如果世界消失了我会在天堂爱你
Someone has come, someone has gone. We are still watching each other, but there was no chance to embrace again, no chance to escape…
The distance, just like a piece of *****…
We have missed each other, and it is impossible to meet again. Whenever I close my eyes, I feel lonely in my heart.
The future had be belonged to us and changed my fragments of the memory to one moment.
After your leaving, I have lived in the void. I had indulged in the Internet for long time. Playing jokes and talking with strangers on the Internet.
When I used some special words that only could be understood by us, they cannot understand our language. Your name in my heart would let me feel sad at that moment. Then I turned off the computer and indulged in memory
Love always has very strange reasons some occasions. It just like music andfeeling always tangled together. I could not feel myself from aching… and I could not also understand myself why am I still missing you. Finally, I want to take pity on myself, want to leave. I do not want to be harassed by only my memory…

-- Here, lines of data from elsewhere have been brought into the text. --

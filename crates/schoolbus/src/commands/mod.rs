//! Command dispatch: bridges CLI args -> core Commands -> output formatting.

pub mod buses;
pub mod config_cmd;
pub mod drivers;
pub mod establishments;
pub mod parents;
pub mod routes;
pub mod students;
pub mod trips;
pub mod util;

use schoolbus_core::Controller;

use crate::cli::{Command, GlobalOpts};
use crate::error::CliError;

/// Dispatch an entity command to the appropriate handler.
pub async fn dispatch(
    cmd: Command,
    controller: &Controller,
    global: &GlobalOpts,
) -> Result<(), CliError> {
    match cmd {
        Command::Establishments(args) => establishments::handle(controller, args, global).await,
        Command::Buses(args) => buses::handle(controller, args, global).await,
        Command::Drivers(args) => drivers::handle(controller, args, global).await,
        Command::Parents(args) => parents::handle(controller, args, global).await,
        Command::Students(args) => students::handle(controller, args, global).await,
        Command::Routes(args) => routes::handle(controller, args, global).await,
        Command::Trips(args) => trips::handle(controller, args, global).await,
        // Config and Completions are handled before dispatch
        Command::Config(_) | Command::Completions(_) => Ok(()),
    }
}
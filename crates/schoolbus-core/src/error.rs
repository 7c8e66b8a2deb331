// ── Core error types ──
//
// User-facing errors from schoolbus-core. Consumers never see HTTP status
// codes or JSON parse failures directly: `From<schoolbus_api::Error>`
// translates transport-layer errors into the domain taxonomy
// (not found / validation / remote / connection).

use thiserror::Error;

use crate::model::{EntityId, EntityKind};

/// Unified error type for the core crate.
#[derive(Debug, Error)]
pub enum CoreError {
    // ── Data errors ──────────────────────────────────────────────────
    /// Mutation or lookup target missing from the current snapshot
    /// (or soft-deleted).
    #[error("{kind} {id} not found")]
    NotFound { kind: EntityKind, id: EntityId },

    /// Remote resource missing (HTTP 404) where no typed id is at hand.
    #[error("Not found: {message}")]
    RemoteNotFound { message: String },

    /// A required field is missing or malformed. Raised before any
    /// gateway call.
    #[error("Validation failed: {field}: {message}")]
    ValidationFailed { field: String, message: String },

    // ── Remote errors ────────────────────────────────────────────────
    #[error("Cannot reach backend at {url}: {reason}")]
    ConnectionFailed { url: String, reason: String },

    #[error("Authentication failed: {message}")]
    AuthenticationFailed { message: String },

    #[error("Permission denied: {message}")]
    PermissionDenied { message: String },

    #[error("Backend request timed out")]
    Timeout,

    /// Backend rejected the request. `message` is the backend's own text
    /// when it sent one.
    #[error("Operation rejected by backend: {message}")]
    Rejected { message: String, status: Option<u16> },

    // ── Local storage errors ─────────────────────────────────────────
    #[error("Dataset {path}: {reason}")]
    Dataset { path: String, reason: String },

    // ── Configuration errors ─────────────────────────────────────────
    #[error("Configuration error: {message}")]
    Config { message: String },

    // ── Internal errors ──────────────────────────────────────────────
    #[error("Internal error: {0}")]
    Internal(String),
}

impl CoreError {
    pub fn validation(field: impl Into<String>, message: impl Into<String>) -> Self {
        Self::ValidationFailed {
            field: field.into(),
            message: message.into(),
        }
    }

    /// True for failures of the remote collaborator (as opposed to local
    /// validation or lookup failures).
    pub fn is_remote(&self) -> bool {
        matches!(
            self,
            Self::RemoteNotFound { .. }
                | Self::ConnectionFailed { .. }
                | Self::AuthenticationFailed { .. }
                | Self::PermissionDenied { .. }
                | Self::Timeout
                | Self::Rejected { .. }
        )
    }
}

// ── Conversion from transport-layer errors ───────────────────────────

impl From<schoolbus_api::Error> for CoreError {
    fn from(err: schoolbus_api::Error) -> Self {
        use schoolbus_api::Error as Api;

        match err {
            Api::InvalidToken => CoreError::AuthenticationFailed {
                message: "Invalid or expired API token".into(),
            },
            Api::Forbidden { message } => CoreError::PermissionDenied { message },
            Api::Transport(ref e) => {
                if e.is_timeout() {
                    CoreError::Timeout
                } else if e.is_connect() {
                    CoreError::ConnectionFailed {
                        url: e
                            .url()
                            .map_or_else(|| "<unknown>".into(), ToString::to_string),
                        reason: e.to_string(),
                    }
                } else {
                    CoreError::Rejected {
                        message: e.to_string(),
                        status: e.status().map(|s| s.as_u16()),
                    }
                }
            }
            Api::InvalidUrl(e) => CoreError::Config {
                message: format!("Invalid URL: {e}"),
            },
            Api::Tls(msg) => CoreError::ConnectionFailed {
                url: String::new(),
                reason: format!("TLS error: {msg}"),
            },
            Api::Api {
                message,
                status: 404,
            } => CoreError::RemoteNotFound { message },
            Api::Api { message, status } => CoreError::Rejected {
                message,
                status: Some(status),
            },
            Api::Deserialization { message, body: _ } => {
                CoreError::Internal(format!("Unexpected backend response: {message}"))
            }
        }
    }
}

The sea wind in early summer let me fly. The blue sky, the white clouds, and the golden sandy beach… my mood was quiet. When I remembered you, I could sing love songs to birds flying in the sky. When I missed you, I could to dig a small hole on the beach and tell it my missing. After leaving, I thought I could forget something about you…
But when a friend gave me a CD, Elva’s song, let my tears come out.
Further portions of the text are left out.